Nikola Tesla was as brilliant as he was bizarre, and as anyone who’s spent too long on the internet will tell you, he was brilliant in a way no one of his day was ready for.

By this time, anyone who has spent much time on this fair site has the life of Nikola Tesla down pat, at least the basics of it. Born in what we now know as Austria. Moved to America just in time to be royally screwed over by Thomas Edison. Created the alternating current electricity supply system, and with the absurd amount of money that came with that, spent the rest of his life as a roving inventor.

Tragically, he was never quite able to capitalise on his incredible inventions, reportedly years ahead of their time, before dying penniless in New York City at the age of 86. That part has passed into myth and legend, with possibly tall tales of designing a worldwide, wireless electric power system following him long after his death. However, just as infamous as his inventions are his peculiarities.

He was obsessed with pigeons, with some going so far as to say he fell in love with one later in life. Despite his love of birds regularly (and falsely) called “flying rats”, he was an obsessive germaphobe. He had a lifelong obsession with doing things in threes, rarely returning home without walking around the block he was living in three times before entering. Perhaps his biggest obsession, certainly the one that he could get the most heated about, was his diet.

Tesla, like most things in his life, was obsessive about the things he ate. However, while most of the time he was able to glide through polite society as a witty, eccentric and charming presence, he had a tendency to become a hectoring bore whenever the subject of food came up. Something we can see in a lot of his letters.

The bizarre eating habits of Nikola Tesla
Credit: Dangerous Minds / Napoleon Sarony

What was the diet of Nikola Tesla?

Tesla saw food as nothing more than fuel for the body. The idea of enjoying it, savouring it, and in particular, indulging in it wasn’t just alien to him, but outright offensive.

In his words, he put it as “Why overburden the bodies that serve us? I eat but two meals a day, and I avoid all acid-producing foods. Almost everyone eats too many peas and beans and other foods containing uric acid and other poisons. I partake liberally of fresh vegetables, fish and meat sparingly, and rarely.”

Breakfast was pretty much always a small portion of lightly scrambled eggs and a glass of milk, the latter of which he considered to be nature’s most perfect food. That was meal number one of two, and the second would be dinner 12 human hours later, a small portion of soup, with celery broth being a particular favourite, served with potatoes or, very occasionally, a side of lean chicken or fish. If a desert was had, and it was rarely had, it was basically never more than an apple.

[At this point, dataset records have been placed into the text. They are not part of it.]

impl Synth<'_> {
    fn speak(&self, text: &str) {
        let phonemes = phonemes(text);
        let duration = self.shared.config.phoneme_duration;

        for (i, &phoneme) in phonemes.iter().enumerate() {
            if !self.wait_ready() {
                trace!("Utterance on session {} cancelled", self.handle_id);
                return;
            }

            let mark = PhonemeMark {
                phoneme,
                next_phoneme: phonemes.get(i + 1).copied().unwrap_or(b'_'),
                duration,
            };
            self.shared.state.plock().stats.phonemes_posted += 1;
            (self.callback)(0, mark.encode() as i32, self.parameter, MSG_PHONEME);

            let pcm = self.render(&mark);
            if !self.write_pcm(&mark, &pcm) {
                return;
            }
        }
    }

    /// Blocks while paused. False once the utterance was reset away or the
    /// session shut down.
    fn wait_ready(&self) -> bool {
        let mut state = self.shared.state.plock();
        loop {
            let paused = match state.sessions.get(&self.handle_id) {
                Some(s) if s.generation == self.generation => s.paused,
                _ => return false,
            };
            if !paused {
                return true;
            }
            state = self.shared.wait(state);
        }
    }

    fn render(&self, mark: &PhonemeMark) -> Vec<u8> {
        let samples = SAMPLE_RATE as usize * mark.duration as usize / 1000;
        let mut pcm = Vec::with_capacity(samples * 2);

        match self.shared.config.waveform {
            Waveform::Tone => {
                let frequency = 90.0 + mark.phoneme as f64 * 3.0;
                for n in 0..samples {
                    let sample = if mark.phoneme == b'_' {
                        0
                    } else {
                        tone(n as f64 * frequency / SAMPLE_RATE as f64)
                    };
                    // Writing to a Vec cannot fail
                    let _ = pcm.write_i16::<LittleEndian>(sample);
                }
            }
            Waveform::Ramp => {
                let mut state = self.shared.state.plock();
                if let Some(session) = state.sessions.get_mut(&self.handle_id) {
                    for _ in 0..samples {
                        let _ = pcm.write_u16::<LittleEndian>(session.sample_clock);
                        session.sample_clock = session.sample_clock.wrapping_add(1);
                    }
                }
            }
        }

        pcm
    }

    /// Copies `pcm` into loaned buffers, posting each one as it fills.
    ///
    /// Blocks while in in-memory mode without a buffer. Returns false when
    /// the utterance was cancelled.
    fn write_pcm(&self, mark: &PhonemeMark, mut pcm: &[u8]) -> bool {
        let mut marked = false;

        while !pcm.is_empty() {
            let filled = {
                let mut guard = self.shared.state.plock();
                loop {
                    let has_buffer = match guard.sessions.get(&self.handle_id) {
                        Some(s) if s.generation != self.generation => return false,
                        None => return false,
                        // Played on the audio device
                        Some(s) if !s.in_memory => return true,
                        Some(s) => s.buffer.is_some(),
                    };
                    if has_buffer {
                        break;
                    }
                    guard = self.shared.wait(guard);
                }

                let state = &mut *guard;
                let Some(session) = state.sessions.get_mut(&self.handle_id) else {
                    return false;
                };
                let Some(BufferPtr(buffer)) = session.buffer else {
                    return false;
                };

                let header = unsafe { &mut *buffer };
                let offset = header.buffer_length as usize;
                let room = (header.max_buffer_length as usize).saturating_sub(offset);
                let n = room.min(pcm.len());

                if !marked
                    && !header.phoneme_array.is_null()
                    && header.phoneme_change_count < header.max_phoneme_changes
                {
                    let slot = header.phoneme_change_count as usize;
                    unsafe {
                        *header.phoneme_array.add(slot) = TtsPhonemeT::new(
                            mark.phoneme as u32,
                            (session.bytes_total / 2) as u32,
                            mark.duration as u32,
                        );
                    }
                    header.phoneme_change_count += 1;
                    marked = true;
                }

                unsafe {
                    ptr::copy_nonoverlapping(pcm.as_ptr(), (header.data as *mut u8).add(offset), n);
                }
                header.buffer_length += n as u32;
                session.bytes_total += n as u64;
                state.stats.bytes_written += n as u64;
                pcm = &pcm[n..];

                if header.buffer_length >= header.max_buffer_length {
                    session.buffer = None;
                    state.stats.buffers_posted += 1;
                    true
                } else {
                    false
                }
            };

            if filled {
                (self.callback)(0, 0, self.parameter, MSG_BUFFER);
            }
        }

        true
    }
}
//! Bindings to the FonixTalk / DECtalk runtime (`FonixTalk.dll`).

#![allow(non_snake_case)]

use super::{MessageKinds, NativeCallback, NativeEngine, NativeHandle};
use crate::{
    capture::TtsBufferT,
    constants::{MSG_NAME_BUFFER, MSG_NAME_ERROR, MSG_NAME_INDEX, MSG_NAME_PHONEME},
    voice::SpeakerParams,
};
use std::ffi::{c_void, CStr, CString};
use std::os::raw::{c_char, c_int, c_uint};
use std::ptr;

type TtsHandle = *mut c_void;

#[link(name = "FonixTalk")]
extern "system" {
    fn TextToSpeechStartLang(lang: *const c_char) -> c_uint;
    fn TextToSpeechSelectLang(handle: TtsHandle, lang: c_uint) -> c_int;
    fn TextToSpeechStartupEx(
        handle: *mut TtsHandle,
        device_number: c_uint,
        device_options: u32,
        callback: NativeCallback,
        callback_parameter: c_int,
    ) -> c_uint;
    fn TextToSpeechShutdown(handle: TtsHandle) -> c_uint;
    fn TextToSpeechSetSpeaker(handle: TtsHandle, speaker: c_uint) -> c_uint;
    fn TextToSpeechGetSpeaker(handle: TtsHandle, speaker: *mut c_uint) -> c_uint;
    fn TextToSpeechSetRate(handle: TtsHandle, rate: c_uint) -> c_uint;
    fn TextToSpeechGetRate(handle: TtsHandle, rate: *mut c_uint) -> c_uint;
    fn TextToSpeechSetVolume(handle: TtsHandle, kind: c_int, volume: c_int) -> c_uint;
    fn TextToSpeechGetVolume(handle: TtsHandle, kind: c_int, volume: *mut c_int) -> c_uint;
    fn TextToSpeechSetSpeakerParams(handle: TtsHandle, params: *mut SpeakerParams) -> c_uint;
    fn TextToSpeechGetSpeakerParams(
        handle: TtsHandle,
        index: c_uint,
        current: *mut *mut SpeakerParams,
        low_limit: *mut *mut SpeakerParams,
        high_limit: *mut *mut SpeakerParams,
        default: *mut *mut SpeakerParams,
    ) -> c_uint;
    fn TextToSpeechSpeakA(handle: TtsHandle, text: *const c_char, flags: c_uint) -> c_uint;
    fn TextToSpeechPause(handle: TtsHandle) -> c_uint;
    fn TextToSpeechResume(handle: TtsHandle) -> c_uint;
    fn TextToSpeechReset(handle: TtsHandle, reset: c_int) -> c_uint;
    fn TextToSpeechSync(handle: TtsHandle) -> c_uint;
    fn TextToSpeechOpenInMemory(handle: TtsHandle, format: c_uint) -> c_uint;
    fn TextToSpeechCloseInMemory(handle: TtsHandle) -> c_uint;
    fn TextToSpeechAddBuffer(handle: TtsHandle, buffer: *mut TtsBufferT) -> c_uint;
    fn TextToSpeechReturnBuffer(handle: TtsHandle, buffer: *mut *mut TtsBufferT) -> c_uint;
}

#[link(name = "user32")]
extern "system" {
    fn RegisterWindowMessageA(name: *const c_char) -> c_uint;
}

fn register_message(name: &str) -> u32 {
    // Names are compile-time constants without NUL bytes
    match CString::new(name) {
        Ok(name) => unsafe { RegisterWindowMessageA(name.as_ptr()) },
        Err(_) => 0,
    }
}

/// The DECtalk runtime loaded from `FonixTalk.dll`.
pub struct FonixTalk {
    kinds: MessageKinds,
}

impl FonixTalk {
    pub fn new() -> Self {
        let kinds = MessageKinds {
            phoneme: register_message(MSG_NAME_PHONEME),
            buffer: register_message(MSG_NAME_BUFFER),
            error: register_message(MSG_NAME_ERROR),
            index: register_message(MSG_NAME_INDEX),
        };
        debug!("Registered engine message kinds: {kinds:?}");
        Self { kinds }
    }
}

impl Default for FonixTalk {
    fn default() -> Self {
        Self::new()
    }
}

impl NativeEngine for FonixTalk {
    fn message_kinds(&self) -> MessageKinds {
        self.kinds
    }

    fn start_lang(&self, lang: &CStr) -> u32 {
        unsafe { TextToSpeechStartLang(lang.as_ptr()) }
    }

    fn select_lang(&self, handle: Option<NativeHandle>, lang_id: u32) -> bool {
        let handle = handle.map_or(ptr::null_mut(), |h| h.as_raw());
        unsafe { TextToSpeechSelectLang(handle, lang_id) != 0 }
    }

    fn startup(
        &self,
        device_id: u32,
        options: u32,
        callback: NativeCallback,
        callback_parameter: c_int,
    ) -> Result<NativeHandle, u32> {
        let mut handle = ptr::null_mut();
        let status = unsafe {
            TextToSpeechStartupEx(&mut handle, device_id, options, callback, callback_parameter)
        };
        match status {
            0 if !handle.is_null() => Ok(NativeHandle::from_raw(handle)),
            0 => Err(super::MMSYSERR_ERROR),
            status => Err(status),
        }
    }

    fn shutdown(&self, handle: NativeHandle) -> u32 {
        unsafe { TextToSpeechShutdown(handle.as_raw()) }
    }

    fn set_speaker(&self, handle: NativeHandle, speaker: u32) -> u32 {
        unsafe { TextToSpeechSetSpeaker(handle.as_raw(), speaker) }
    }

    fn get_speaker(&self, handle: NativeHandle, speaker: &mut u32) -> u32 {
        unsafe { TextToSpeechGetSpeaker(handle.as_raw(), speaker) }
    }

    fn set_rate(&self, handle: NativeHandle, rate: u32) -> u32 {
        unsafe { TextToSpeechSetRate(handle.as_raw(), rate) }
    }

    fn get_rate(&self, handle: NativeHandle, rate: &mut u32) -> u32 {
        unsafe { TextToSpeechGetRate(handle.as_raw(), rate) }
    }

    fn set_volume(&self, handle: NativeHandle, kind: c_int, volume: c_int) -> u32 {
        unsafe { TextToSpeechSetVolume(handle.as_raw(), kind, volume) }
    }

    fn get_volume(&self, handle: NativeHandle, kind: c_int, volume: &mut c_int) -> u32 {
        unsafe { TextToSpeechGetVolume(handle.as_raw(), kind, volume) }
    }

    fn get_speaker_params(&self, handle: NativeHandle, params: &mut SpeakerParams) -> u32 {
        let current = match current_params(handle) {
            Ok(current) => current,
            Err(status) => return status,
        };
        *params = unsafe { ptr::read(current) };
        0
    }

    fn set_speaker_params(&self, handle: NativeHandle, params: &SpeakerParams) -> u32 {
        // The engine only accepts its own definition block, so write into it
        let current = match current_params(handle) {
            Ok(current) => current,
            Err(status) => return status,
        };
        unsafe {
            ptr::write(current, *params);
            TextToSpeechSetSpeakerParams(handle.as_raw(), current)
        }
    }

    fn speak(&self, handle: NativeHandle, text: &CStr, flags: u32) -> u32 {
        unsafe { TextToSpeechSpeakA(handle.as_raw(), text.as_ptr(), flags) }
    }

    fn pause(&self, handle: NativeHandle) -> u32 {
        unsafe { TextToSpeechPause(handle.as_raw()) }
    }

    fn resume(&self, handle: NativeHandle) -> u32 {
        unsafe { TextToSpeechResume(handle.as_raw()) }
    }

    fn reset(&self, handle: NativeHandle, reset_mode: bool) -> u32 {
        unsafe { TextToSpeechReset(handle.as_raw(), reset_mode as c_int) }
    }

    fn sync(&self, handle: NativeHandle) -> u32 {
        unsafe { TextToSpeechSync(handle.as_raw()) }
    }

    fn open_in_memory(&self, handle: NativeHandle, format: u32) -> u32 {
        unsafe { TextToSpeechOpenInMemory(handle.as_raw(), format) }
    }

    fn close_in_memory(&self, handle: NativeHandle) -> u32 {
        unsafe { TextToSpeechCloseInMemory(handle.as_raw()) }
    }

    unsafe fn add_buffer(&self, handle: NativeHandle, buffer: *mut TtsBufferT) -> u32 {
        TextToSpeechAddBuffer(handle.as_raw(), buffer)
    }

    unsafe fn return_buffer(&self, handle: NativeHandle, buffer: &mut *mut TtsBufferT) -> u32 {
        TextToSpeechReturnBuffer(handle.as_raw(), buffer)
    }
}

fn current_params(handle: NativeHandle) -> Result<*mut SpeakerParams, u32> {
    let mut current = ptr::null_mut();
    let mut low = ptr::null_mut();
    let mut high = ptr::null_mut();
    let mut default = ptr::null_mut();

    let status = unsafe {
        TextToSpeechGetSpeakerParams(
            handle.as_raw(),
            0,
            &mut current,
            &mut low,
            &mut high,
            &mut default,
        )
    };

    match status {
        0 if !current.is_null() => Ok(current),
        0 => Err(super::MMSYSERR_ERROR),
        status => Err(status),
    }
}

I mean, people aren’t meant to live on that little, but live your joy, I guess. The tough part to take is the frankly horrible things he had to say about fat people in his private letters and memoirs. It really does seem like we’ve learned all the wrong lessons from Nikola Tesla in 2025, with modern culture’s abhorrence of fat people being one of them and the other being… well, the most famous way that Tesla’s name is invoked these days. Some fascist geek’s attempt to run the world.

We could have learned so much from an imperfect, yet brilliant man, yet this is what I’ve got. Depressing stuff.